WORK TASK | Extract exactly those lines that lie between the start of the material and the line with "prologue keeps alive.", including both boundary lines and no others.

▽

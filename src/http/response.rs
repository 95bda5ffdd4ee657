//! Purpose: Format HTTP responses and SSE frames as raw bytes.
//! Exports: `json_response`, `text_response`, `error_response`, `cors_response`,
//! `no_content`, `sse_prologue`, `sse_event`, `reason_phrase`.
//! Role: Pure formatting; never parses and never touches sockets.
//! Invariants: `Content-Length` is always computed from the body actually written.
//! Invariants: Finite responses are `Connection: close`; only the SSE prologue keeps alive.

use serde_json::json;

pub const SERVER_NAME: &str = concat!("codebridge/", env!("CARGO_PKG_VERSION"));
const HTTP_VERSION: &str = "1.1";

const CONTENT_TYPE_JSON: &str = "application/json";
const CONTENT_TYPE_TEXT: &str = "text/plain; charset=utf-8";

pub const CORS_HEADERS: [(&str, &str); 3] = [
    ("Access-Control-Allow-Origin", "*"),
    ("Access-Control-Allow-Methods", "GET, POST, OPTIONS"),
    ("Access-Control-Allow-Headers", "Content-Type, Authorization"),
];

pub fn reason_phrase(status: u16) -> &'static str {
    match status {
        200 => "OK",
        201 => "Created",
        204 => "No Content",
        400 => "Bad Request",
        401 => "Unauthorized",
        403 => "Forbidden",
        404 => "Not Found",
        405 => "Method Not Allowed",
        500 => "Internal Server Error",
        501 => "Not Implemented",
        502 => "Bad Gateway",
        503 => "Service Unavailable",
        _ => "Unknown Status",
    }
}

pub fn json_response(body: &[u8], status: u16) -> Vec<u8> {
    build(status, CONTENT_TYPE_JSON, &[], body)
}

pub fn text_response(body: &str, status: u16) -> Vec<u8> {
    build(status, CONTENT_TYPE_TEXT, &[], body.as_bytes())
}

/// JSON error document `{"error":{"code":<status>,"message":<message>}}`, with CORS.
pub fn error_response(status: u16, message: &str) -> Vec<u8> {
    let body = json!({
        "error": {
            "code": status,
            "message": message,
        }
    });
    build(status, CONTENT_TYPE_JSON, &CORS_HEADERS, body.to_string().as_bytes())
}

pub fn cors_response(body: &[u8], status: u16) -> Vec<u8> {
    build(status, CONTENT_TYPE_JSON, &CORS_HEADERS, body)
}

pub fn no_content() -> Vec<u8> {
    build(204, CONTENT_TYPE_TEXT, &CORS_HEADERS, &[])
}

/// Response head for a long-lived `text/event-stream`; no length, kept alive.
pub fn sse_prologue() -> Vec<u8> {
    let mut out = status_line(200);
    push_header(&mut out, "Content-Type", "text/event-stream");
    push_header(&mut out, "Cache-Control", "no-cache");
    push_header(&mut out, "Connection", "keep-alive");
    push_header(&mut out, "Server", SERVER_NAME);
    for (name, value) in CORS_HEADERS {
        push_header(&mut out, name, value);
    }
    out.extend_from_slice(b"\r\n");
    out
}

/// One SSE frame. Multi-line payloads are split over several `data:` lines.
pub fn sse_event(event: &str, data: &str) -> Vec<u8> {
    let mut frame = format!("event: {event}\n");
    for line in data.split('\n') {
        frame.push_str("data: ");
        frame.push_str(line);
        frame.push('\n');
    }
    frame.push('\n');
    frame.into_bytes()
}

fn build(status: u16, content_type: &str, extra: &[(&str, &str)], body: &[u8]) -> Vec<u8> {
    let mut out = status_line(status);
    push_header(&mut out, "Content-Type", content_type);
    push_header(&mut out, "Content-Length", &body.len().to_string());
    push_header(&mut out, "Server", SERVER_NAME);
    push_header(&mut out, "Connection", "close");
    for (name, value) in extra {
        push_header(&mut out, name, value);
    }
    out.extend_from_slice(b"\r\n");
    out.extend_from_slice(body);
    out
}

fn status_line(status: u16) -> Vec<u8> {
    format!("HTTP/{HTTP_VERSION} {status} {}\r\n", reason_phrase(status)).into_bytes()
}

fn push_header(out: &mut Vec<u8>, name: &str, value: &str) {
    out.extend_from_slice(name.as_bytes());
    out.extend_from_slice(b": ");
    out.extend_from_slice(value.as_bytes());
    out.extend_from_slice(b"\r\n");
}
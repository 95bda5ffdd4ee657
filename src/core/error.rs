use std::error::Error as StdError;
use std::fmt;
use std::path::{Path, PathBuf};

#[derive(Clone, Copy, Debug, Eq, PartialEq)]
pub enum ErrorKind {
    Internal,
    Usage,
    NotFound,
    Io,
    Unavailable,
}

#[derive(Debug)]
pub struct Error {
    kind: ErrorKind,
    message: Option<String>,
    hint: Option<String>,
    path: Option<PathBuf>,
    source: Option<Box<dyn StdError + Send + Sync>>,
}

impl Error {
    pub fn new(kind: ErrorKind) -> Self {
        Self {
            kind,
            message: None,
            hint: None,
            path: None,
            source: None,
        }
    }

    pub fn kind(&self) -> ErrorKind {
        self.kind
    }

    pub fn message(&self) -> Option<&str> {
        self.message.as_deref()
    }

    pub fn hint(&self) -> Option<&str> {
        self.hint.as_deref()
    }

    pub fn path(&self) -> Option<&Path> {
        self.path.as_deref()
    }

    pub fn with_message(mut self, message: impl Into<String>) -> Self {
        self.message = Some(message.into());
        self
    }

    pub fn with_hint(mut self, hint: impl Into<String>) -> Self {
        self.hint = Some(hint.into());
        self
    }

    pub fn with_path(mut self, path: impl Into<PathBuf>) -> Self {
        self.path = Some(path.into());
        self
    }

    pub fn with_source(mut self, source: impl StdError + Send + Sync + 'static) -> Self {
        self.source = Some(Box::new(source));
        self
    }
}

impl fmt::Display for Error {
    fn fmt(&self, f: &mut fmt::Formatter<'_>) -> fmt::Result {
        write!(f, "{:?}", self.kind)?;
        if let Some(message) = &self.message {
            write!(f, ": {message}")?;
        }
        if let Some(path) = &self.path {
            write!(f, " (path: {})", path.display())?;
        }
        Ok(())
    }
}

impl StdError for Error {
    fn source(&self) -> Option<&(dyn StdError + 'static)> {
        self.source
            .as_ref()
            .map(|source| source.as_ref() as &(dyn StdError + 'static))
    }
}

pub fn to_exit_code(kind: ErrorKind) -> i32 {
    match kind {
        ErrorKind::Internal => 1,
        ErrorKind::Usage => 2,
        ErrorKind::NotFound => 3,
        ErrorKind::Io => 4,
        ErrorKind::Unavailable => 5,
    }
}
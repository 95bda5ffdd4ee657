//! Purpose: Parse raw socket bytes into an HTTP request or a "need more data" signal.
//! Exports: `HttpMethod`, `HttpRequest`, `ParseOutcome`, `parse`, `is_http_request`.
//! Role: Stateless parser; retry state lives in the caller's retained buffer.
//! Invariants: `parse` is a pure function of its input; the same grown buffer is re-submitted.
//! Invariants: Malformed header lines are dropped; a malformed request line is fatal.
//! Invariants: Header names are stored lower-cased; the body is sliced from the raw bytes.

use std::collections::HashMap;
use std::fmt;
use std::sync::LazyLock;

use regex::Regex;

static REQUEST_LINE: LazyLock<Option<Regex>> =
    LazyLock::new(|| Regex::new(r"^([A-Z]+) (\S+) HTTP/(\d+\.\d+)$").ok());

const SNIFF_WINDOW: usize = 100;

const COMMON_HEADERS: [&str; 8] = [
    "host:",
    "content-type:",
    "content-length:",
    "user-agent:",
    "accept:",
    "connection:",
    "authorization:",
    "origin:",
];

#[derive(Clone, Copy, Debug, Eq, PartialEq, Hash)]
pub enum HttpMethod {
    Get,
    Post,
    Put,
    Delete,
    Head,
    Options,
    Patch,
    Trace,
    Connect,
}

impl HttpMethod {
    pub const ALL: [HttpMethod; 9] = [
        HttpMethod::Get,
        HttpMethod::Post,
        HttpMethod::Put,
        HttpMethod::Delete,
        HttpMethod::Head,
        HttpMethod::Options,
        HttpMethod::Patch,
        HttpMethod::Trace,
        HttpMethod::Connect,
    ];

    pub fn parse(token: &str) -> Option<Self> {
        match token {
            "GET" => Some(Self::Get),
            "POST" => Some(Self::Post),
            "PUT" => Some(Self::Put),
            "DELETE" => Some(Self::Delete),
            "HEAD" => Some(Self::Head),
            "OPTIONS" => Some(Self::Options),
            "PATCH" => Some(Self::Patch),
            "TRACE" => Some(Self::Trace),
            "CONNECT" => Some(Self::Connect),
            _ => None,
        }
    }

    pub fn as_str(self) -> &'static str {
        match self {
            Self::Get => "GET",
            Self::Post => "POST",
            Self::Put => "PUT",
            Self::Delete => "DELETE",
            Self::Head => "HEAD",
            Self::Options => "OPTIONS",
            Self::Patch => "PATCH",
            Self::Trace => "TRACE",
            Self::Connect => "CONNECT",
        }
    }
}

impl fmt::Display for HttpMethod {
    fn fmt(&self, f: &mut fmt::Formatter<'_>) -> fmt::Result {
        f.write_str(self.as_str())
    }
}

#[derive(Clone, Debug, PartialEq, Eq)]
pub struct HttpRequest {
    pub method: HttpMethod,
    pub uri: String,
    pub version: String,
    pub headers: HashMap<String, String>,
    pub body: Vec<u8>,
}

impl HttpRequest {
    /// Case-insensitive header lookup.
    pub fn header(&self, name: &str) -> Option<&str> {
        self.headers
            .get(&name.to_ascii_lowercase())
            .map(String::as_str)
    }
}

/// Result of one parse attempt over the whole buffered request.
#[derive(Clone, Debug, PartialEq, Eq)]
pub enum ParseOutcome {
    Complete(HttpRequest),
    /// The declared body is longer than the bytes received so far.
    NeedMoreData,
    Invalid(String),
}

pub fn parse(buffer: &[u8]) -> ParseOutcome {
    if buffer.is_empty() {
        return ParseOutcome::Invalid("empty request".to_string());
    }

    let text = String::from_utf8_lossy(buffer);
    let lines = split_lines(&text);
    let Some(request_line) = lines.first() else {
        return ParseOutcome::Invalid("missing request line".to_string());
    };

    let (method, uri, version) = match parse_request_line(request_line) {
        Ok(parts) => parts,
        Err(message) => return ParseOutcome::Invalid(message),
    };

    let header_end = lines
        .iter()
        .skip(1)
        .position(|line| line.is_empty())
        .map(|idx| idx + 1)
        .unwrap_or(lines.len());
    let headers = parse_headers(&lines[1..header_end]);

    let content_length = match headers.get("content-length") {
        None => 0,
        Some(value) => match value.trim().parse::<usize>() {
            Ok(length) => length,
            Err(_) => {
                return ParseOutcome::Invalid(format!("invalid Content-Length: {value}"));
            }
        },
    };

    let body = if content_length > 0 {
        let body = slice_body(buffer, content_length);
        if body.len() < content_length {
            return ParseOutcome::NeedMoreData;
        }
        body.to_vec()
    } else {
        Vec::new()
    };

    ParseOutcome::Complete(HttpRequest {
        method,
        uri,
        version,
        headers,
        body,
    })
}

/// Heuristic sniff used to route socket bytes to the HTTP or the JSON-RPC path.
pub fn is_http_request(buffer: &[u8]) -> bool {
    let window = &buffer[..buffer.len().min(SNIFF_WINDOW)];
    let first = window.iter().find(|byte| !byte.is_ascii_whitespace());
    if matches!(first, None | Some(b'{') | Some(b'[')) {
        return false;
    }

    let text = String::from_utf8_lossy(window);
    let starts_with_method = HttpMethod::ALL.iter().any(|method| {
        text.strip_prefix(method.as_str())
            .is_some_and(|rest| rest.starts_with(' '))
    });
    if starts_with_method || text.contains("HTTP/1.") || text.contains("HTTP/2.") {
        return true;
    }

    let lowered = text.to_ascii_lowercase();
    COMMON_HEADERS.iter().any(|header| lowered.contains(header))
}

/// Byte offset right after the first header terminator in `buffer`.
pub fn header_terminator_end(buffer: &[u8]) -> Option<usize> {
    let terminators: [&[u8]; 3] = [b"\r\n\r\n", b"\n\n", b"\r\r"];
    terminators
        .iter()
        .filter_map(|needle| find(buffer, needle).map(|idx| idx + needle.len()))
        .min()
}

fn split_lines(text: &str) -> Vec<&str> {
    let mut lines = Vec::new();
    let mut rest = text;
    while !rest.is_empty() {
        match rest.find(['\r', '\n']) {
            Some(idx) => {
                lines.push(&rest[..idx]);
                let sep_len = if rest[idx..].starts_with("\r\n") { 2 } else { 1 };
                rest = &rest[idx + sep_len..];
            }
            None => {
                lines.push(rest);
                rest = "";
            }
        }
    }
    while lines.last().is_some_and(|line| line.is_empty()) {
        lines.pop();
    }
    lines
}

fn parse_request_line(line: &str) -> Result<(HttpMethod, String, String), String> {
    let (method_token, uri, version) = match REQUEST_LINE
        .as_ref()
        .and_then(|pattern| pattern.captures(line))
    {
        Some(captures) => (
            captures[1].to_string(),
            captures[2].to_string(),
            captures[3].to_string(),
        ),
        None => {
            let tokens: Vec<&str> = line.split_whitespace().collect();
            if tokens.len() < 3 {
                return Err(format!("malformed request line: {line}"));
            }
            let last = tokens[tokens.len() - 1];
            let version = last
                .strip_prefix("HTTP/")
                .ok_or_else(|| format!("malformed HTTP version: {last}"))?;
            (
                tokens[0].to_string(),
                tokens[1].to_string(),
                version.to_string(),
            )
        }
    };

    let method = HttpMethod::parse(&method_token)
        .ok_or_else(|| format!("unsupported HTTP method: {method_token}"))?;
    if !(version.starts_with("1.") || version.starts_with("2.")) {
        return Err(format!("unsupported HTTP version: {version}"));
    }
    Ok((method, uri, version))
}

fn parse_headers(lines: &[&str]) -> HashMap<String, String> {
    let mut headers: HashMap<String, String> = HashMap::new();
    let mut last_name: Option<String> = None;

    for line in lines {
        if line.starts_with([' ', '\t']) {
            // Folded continuation of the previous header.
            if let Some(value) = last_name.as_ref().and_then(|name| headers.get_mut(name)) {
                value.push(' ');
                value.push_str(line.trim());
            }
            continue;
        }
        let Some((name, value)) = line.split_once(':') else {
            last_name = None;
            continue;
        };
        let name = name.trim().to_ascii_lowercase();
        if name.is_empty() {
            last_name = None;
            continue;
        }
        headers.insert(name.clone(), value.trim().to_string());
        last_name = Some(name);
    }
    headers
}

fn slice_body(buffer: &[u8], content_length: usize) -> &[u8] {
    match header_terminator_end(buffer) {
        Some(start) => {
            let end = start.saturating_add(content_length).min(buffer.len());
            &buffer[start..end]
        }
        None => &buffer[buffer.len().saturating_sub(content_length)..],
    }
}

fn find(haystack: &[u8], needle: &[u8]) -> Option<usize> {
    haystack
        .windows(needle.len())
        .position(|window| window == needle)
}
//! Purpose: End-to-end tests for `codebridge serve` over raw TCP, HTTP, and SSE.
//! Exports: None (integration test module).
//! Role: Drive the real binary on an OS-assigned port with a temp workspace.
//! Invariants: Loopback-only server; reads use socket timeouts so failures never hang.
//! Invariants: Server processes are cleaned up on drop.

use serde_json::{Value, json};
use std::fs;
use std::io::{BufRead, BufReader, Read, Write};
use std::net::{SocketAddr, TcpStream};
use std::process::{Child, ChildStdout, Command, Stdio};
use std::thread::sleep;
use std::time::{Duration, Instant};

type TestResult<T> = Result<T, Box<dyn std::error::Error>>;

const IO_TIMEOUT: Duration = Duration::from_secs(10);

struct TestServer {
    child: Child,
    addr: SocketAddr,
    workspace: String,
    _stdout: BufReader<ChildStdout>,
}

impl TestServer {
    fn start(workspace: &std::path::Path) -> TestResult<Self> {
        let mut child = Command::new(env!("CARGO_BIN_EXE_codebridge"))
            .arg("serve")
            .arg("--port")
            .arg("0")
            .arg("--workspace")
            .arg(workspace)
            .env("RUST_LOG", "warn")
            .stdout(Stdio::piped())
            .stderr(Stdio::null())
            .spawn()?;

        let Some(stdout) = child.stdout.take() else {
            let _ = child.kill();
            return Err("server stdout was not captured".into());
        };
        let mut stdout = BufReader::new(stdout);
        let mut line = String::new();
        stdout.read_line(&mut line)?;
        let ready: Value = match serde_json::from_str(&line) {
            Ok(value) => value,
            Err(err) => {
                let _ = child.kill();
                let _ = child.wait();
                return Err(format!("bad readiness line {line:?}: {err}").into());
            }
        };
        let addr: SocketAddr = ready["listening"]
            .as_str()
            .ok_or("missing listening address")?
            .parse()?;
        let workspace = ready["workspace"]
            .as_str()
            .ok_or("missing workspace")?
            .to_string();

        Ok(Self {
            child,
            addr,
            workspace,
            _stdout: stdout,
        })
    }

    fn connect(&self) -> TestResult<TcpStream> {
        let stream = TcpStream::connect(self.addr)?;
        stream.set_read_timeout(Some(IO_TIMEOUT))?;
        Ok(stream)
    }

    fn raw(&self) -> TestResult<RawClient> {
        let stream = self.connect()?;
        let reader = BufReader::new(stream.try_clone()?);
        Ok(RawClient { stream, reader })
    }

    /// Send one HTTP request and read until the server closes the socket.
    fn http(&self, request: &str) -> TestResult<String> {
        let mut stream = self.connect()?;
        stream.write_all(request.as_bytes())?;
        let mut response = String::new();
        stream.read_to_string(&mut response)?;
        Ok(response)
    }

    fn wait_exit(&mut self, timeout: Duration) -> TestResult<std::process::ExitStatus> {
        let deadline = Instant::now() + timeout;
        loop {
            if let Some(status) = self.child.try_wait()? {
                return Ok(status);
            }
            if Instant::now() >= deadline {
                return Err("server did not exit".into());
            }
            sleep(Duration::from_millis(20));
        }
    }
}

impl Drop for TestServer {
    fn drop(&mut self) {
        let _ = self.child.kill();
        let _ = self.child.wait();
    }
}

struct RawClient {
    stream: TcpStream,
    reader: BufReader<TcpStream>,
}

impl RawClient {
    fn send(&mut self, bytes: &[u8]) -> TestResult<()> {
        self.stream.write_all(bytes)?;
        self.stream.flush()?;
        Ok(())
    }

    fn read_response(&mut self) -> TestResult<Value> {
        let mut line = String::new();
        self.reader.read_line(&mut line)?;
        if line.is_empty() {
            return Err("connection closed".into());
        }
        Ok(serde_json::from_str(&line)?)
    }

    fn call(&mut self, request: Value) -> TestResult<Value> {
        let mut line = serde_json::to_vec(&request)?;
        line.push(b'\n');
        self.send(&line)?;
        self.read_response()
    }
}

fn workspace() -> TestResult<tempfile::TempDir> {
    let dir = tempfile::tempdir()?;
    fs::write(
        dir.path().join("Cargo.toml"),
        "[package]\nname = \"demo\"\nversion = \"0.1.0\"\n",
    )?;
    fs::create_dir_all(dir.path().join("src"))?;
    fs::write(dir.path().join("src/main.rs"), "fn main() {\n    println!(\"hi\");\n}\n")?;
    Ok(dir)
}

/// Logs may precede the error envelope on stderr; the envelope is always the final line.
fn last_json_line(bytes: &[u8]) -> TestResult<Value> {
    let text = String::from_utf8_lossy(bytes);
    let line = text
        .lines()
        .rev()
        .find(|line| !line.trim().is_empty())
        .ok_or("empty stderr")?;
    Ok(serde_json::from_str(line)?)
}

fn status_code(response: &str) -> Option<u16> {
    response.split_whitespace().nth(1)?.parse().ok()
}

fn header<'a>(response: &'a str, name: &str) -> Option<&'a str> {
    response
        .split("\r\n\r\n")
        .next()?
        .lines()
        .skip(1)
        .find_map(|line| {
            let (key, value) = line.split_once(':')?;
            key.eq_ignore_ascii_case(name).then(|| value.trim())
        })
}

#[test]
fn readiness_line_reports_workspace() -> TestResult<()> {
    let dir = workspace()?;
    let server = TestServer::start(dir.path())?;
    assert!(server.addr.ip().is_loopback());
    assert_eq!(
        fs::canonicalize(&server.workspace)?,
        fs::canonicalize(dir.path())?
    );
    Ok(())
}

#[test]
fn raw_tcp_lists_tools() -> TestResult<()> {
    let dir = workspace()?;
    let server = TestServer::start(dir.path())?;
    let mut client = server.raw()?;

    let response = client.call(json!({"jsonrpc": "2.0", "id": 1, "method": "tools/list"}))?;
    assert_eq!(response["id"], 1);
    let names: Vec<&str> = response["result"]["tools"]
        .as_array()
        .ok_or("tools array")?
        .iter()
        .filter_map(|tool| tool["name"].as_str())
        .collect();
    assert_eq!(names.len(), 31);
    for expected in ["build", "list_projects", "quit", "execute_command"] {
        assert!(names.contains(&expected), "missing {expected}");
    }
    Ok(())
}

#[test]
fn raw_tcp_initialize_then_call_tool() -> TestResult<()> {
    let dir = workspace()?;
    let server = TestServer::start(dir.path())?;
    let mut client = server.raw()?;

    let init = client.call(json!({
        "jsonrpc": "2.0",
        "id": "init",
        "method": "initialize",
        "params": {"protocolVersion": "2024-11-05", "capabilities": {}},
    }))?;
    assert_eq!(init["result"]["serverInfo"]["name"], "codebridge");

    client.send(b"{\"jsonrpc\":\"2.0\",\"method\":\"notifications/initialized\"}\n")?;

    let listed = client.call(json!({
        "jsonrpc": "2.0",
        "id": 2,
        "method": "tools/call",
        "params": {"name": "get_file_plain_text", "arguments": {"path": "src/main.rs"}},
    }))?;
    assert_eq!(listed["id"], 2, "notification must not produce a reply");
    let result = &listed["result"];
    assert_eq!(result["isError"], false);
    assert_eq!(result["structuredContent"]["success"], true);
    assert!(
        result["structuredContent"]["text"]
            .as_str()
            .ok_or("text")?
            .contains("println!")
    );
    assert_eq!(result["content"][0]["type"], "text");
    Ok(())
}

#[test]
fn raw_tcp_reassembles_split_frames() -> TestResult<()> {
    let dir = workspace()?;
    let server = TestServer::start(dir.path())?;
    let mut client = server.raw()?;

    client.send(b"{\"jsonrpc\":\"2.0\",")?;
    sleep(Duration::from_millis(50));
    client.send(b"\"id\":7,\"method\":\"ping\"}\n{\"jsonrpc\":\"2.0\",\"id\":8,")?;
    sleep(Duration::from_millis(50));
    client.send(b"\"method\":\"ping\"}\n")?;

    assert_eq!(client.read_response()?["id"], 7);
    assert_eq!(client.read_response()?["id"], 8);
    Ok(())
}

#[test]
fn raw_tcp_protocol_errors() -> TestResult<()> {
    let dir = workspace()?;
    let server = TestServer::start(dir.path())?;
    let mut client = server.raw()?;

    let wrong_version = client.call(json!({"jsonrpc": "1.0", "id": 1, "method": "ping"}))?;
    assert_eq!(wrong_version["error"]["code"], -32600);

    let unknown = client.call(json!({"jsonrpc": "2.0", "id": 2, "method": "no/such"}))?;
    assert_eq!(unknown["error"]["code"], -32601);

    let missing_tool = client.call(json!({
        "jsonrpc": "2.0",
        "id": 3,
        "method": "tools/call",
        "params": {"name": "does_not_exist"},
    }))?;
    assert_eq!(missing_tool["error"]["code"], -32601);

    client.send(b"{this is not json}\n")?;
    let garbage = client.read_response()?;
    assert_eq!(garbage["error"]["code"], -32700);
    assert_eq!(garbage["id"], Value::Null);

    let still_alive = client.call(json!({"jsonrpc": "2.0", "id": 4, "method": "ping"}))?;
    assert_eq!(still_alive["id"], 4);
    Ok(())
}

#[test]
fn post_response_is_broadcast_over_sse() -> TestResult<()> {
    let dir = workspace()?;
    let server = TestServer::start(dir.path())?;

    let mut sse = server.connect()?;
    sse.write_all(b"GET /sse HTTP/1.1\r\nHost: localhost\r\nAccept: text/event-stream\r\n\r\n")?;
    let mut events = BufReader::new(sse.try_clone()?);
    let mut status = String::new();
    events.read_line(&mut status)?;
    assert!(status.starts_with("HTTP/1.1 200"), "{status}");

    let mut line = String::new();
    loop {
        line.clear();
        events.read_line(&mut line)?;
        if line.trim() == "event: endpoint" {
            break;
        }
        assert!(!line.is_empty(), "stream closed before endpoint event");
    }
    line.clear();
    events.read_line(&mut line)?;
    assert_eq!(line.trim(), "data: /sse");

    let body = json!({
        "jsonrpc": "2.0",
        "id": "abc",
        "method": "tools/call",
        "params": {"name": "list_projects", "arguments": {}},
    })
    .to_string();
    let reply = server.http(&format!(
        "POST /message HTTP/1.1\r\nHost: localhost\r\nContent-Type: application/json\r\nContent-Length: {}\r\n\r\n{body}",
        body.len()
    ))?;
    assert_eq!(status_code(&reply), Some(204));
    assert_eq!(header(&reply, "access-control-allow-origin"), Some("*"));

    loop {
        line.clear();
        events.read_line(&mut line)?;
        if line.trim() == "event: message" {
            break;
        }
        assert!(!line.is_empty(), "stream closed before message event");
    }
    line.clear();
    events.read_line(&mut line)?;
    let payload: Value = serde_json::from_str(line.trim().trim_start_matches("data: "))?;
    assert_eq!(payload["id"], "abc");
    let projects = payload["result"]["structuredContent"]["projects"]
        .as_array()
        .ok_or("projects array")?;
    assert!(!projects.is_empty());
    Ok(())
}

#[test]
fn http_routing_edges() -> TestResult<()> {
    let dir = workspace()?;
    let server = TestServer::start(dir.path())?;

    for method in ["PUT", "DELETE", "HEAD", "PATCH", "TRACE", "CONNECT"] {
        let reply = server.http(&format!("{method} / HTTP/1.1\r\nHost: localhost\r\n\r\n"))?;
        assert_eq!(status_code(&reply), Some(405), "{method}");
    }

    let preflight = server.http("OPTIONS /sse HTTP/1.1\r\nHost: localhost\r\n\r\n")?;
    assert_eq!(status_code(&preflight), Some(204));
    assert_eq!(
        header(&preflight, "access-control-allow-methods"),
        Some("GET, POST, OPTIONS")
    );

    let info = server.http("GET / HTTP/1.1\r\nHost: localhost\r\n\r\n")?;
    assert_eq!(status_code(&info), Some(200));
    let body = info.split("\r\n\r\n").nth(1).ok_or("info body")?;
    let value: Value = serde_json::from_str(body)?;
    assert_eq!(value["name"], "codebridge");
    assert_eq!(value["endpoints"]["sse"], "/sse");

    let empty = server.http("POST / HTTP/1.1\r\nHost: localhost\r\nContent-Length: 0\r\n\r\n")?;
    assert_eq!(status_code(&empty), Some(204));

    let bad = server.http("POST / HTTP/1.1\r\nHost: localhost\r\nContent-Length: 5\r\n\r\n{oops")?;
    assert_eq!(status_code(&bad), Some(400));
    Ok(())
}

#[test]
fn quit_tool_stops_the_server() -> TestResult<()> {
    let dir = workspace()?;
    let mut server = TestServer::start(dir.path())?;
    let mut client = server.raw()?;

    let response = client.call(json!({
        "jsonrpc": "2.0",
        "id": 99,
        "method": "tools/call",
        "params": {"name": "quit"},
    }))?;
    assert_eq!(response["id"], 99);
    assert_eq!(response["result"]["structuredContent"]["success"], true);

    let status = server.wait_exit(Duration::from_secs(10))?;
    assert!(status.success(), "exit status {status:?}");
    Ok(())
}

#[test]
fn tools_command_prints_catalog() -> TestResult<()> {
    let output = Command::new(env!("CARGO_BIN_EXE_codebridge"))
        .arg("tools")
        .output()?;
    assert!(output.status.success());
    let value: Value = serde_json::from_slice(&output.stdout)?;
    let tools = value["tools"].as_array().ok_or("tools array")?;
    assert_eq!(tools.len(), 31);
    assert!(tools.iter().all(|tool| tool["inputSchema"]["type"] == "object"));
    Ok(())
}

#[test]
fn non_loopback_bind_is_a_usage_error() -> TestResult<()> {
    let dir = workspace()?;
    let output = Command::new(env!("CARGO_BIN_EXE_codebridge"))
        .arg("serve")
        .arg("--bind")
        .arg("0.0.0.0")
        .arg("--workspace")
        .arg(dir.path())
        .output()?;
    assert_eq!(output.status.code(), Some(2));
    let value = last_json_line(&output.stderr)?;
    assert_eq!(value["error"]["kind"], "Usage");
    assert!(value["error"]["hint"].is_string());
    Ok(())
}

#[test]
fn missing_workspace_is_not_found() -> TestResult<()> {
    let dir = tempfile::tempdir()?;
    let output = Command::new(env!("CARGO_BIN_EXE_codebridge"))
        .arg("serve")
        .arg("--port")
        .arg("0")
        .arg("--workspace")
        .arg(dir.path().join("missing"))
        .output()?;
    assert_eq!(output.status.code(), Some(3));
    let value = last_json_line(&output.stderr)?;
    assert_eq!(value["error"]["kind"], "NotFound");
    Ok(())
}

△

EXPECTED OUTPUT |
filename src/http/response.rs
repository 95bda5ffdd4ee657
//! Purpose: Format HTTP responses and SSE frames as raw bytes.
//! Exports: `json_response`, `text_response`, `error_response`, `cors_response`,
//! `no_content`, `sse_prologue`, `sse_event`, `reason_phrase`.
//! Role: Pure formatting; never parses and never touches sockets.
//! Invariants: `Content-Length` is always computed from the body actually written.
//! Invariants: Finite responses are `Connection: close`; only the SSE prologue keeps alive.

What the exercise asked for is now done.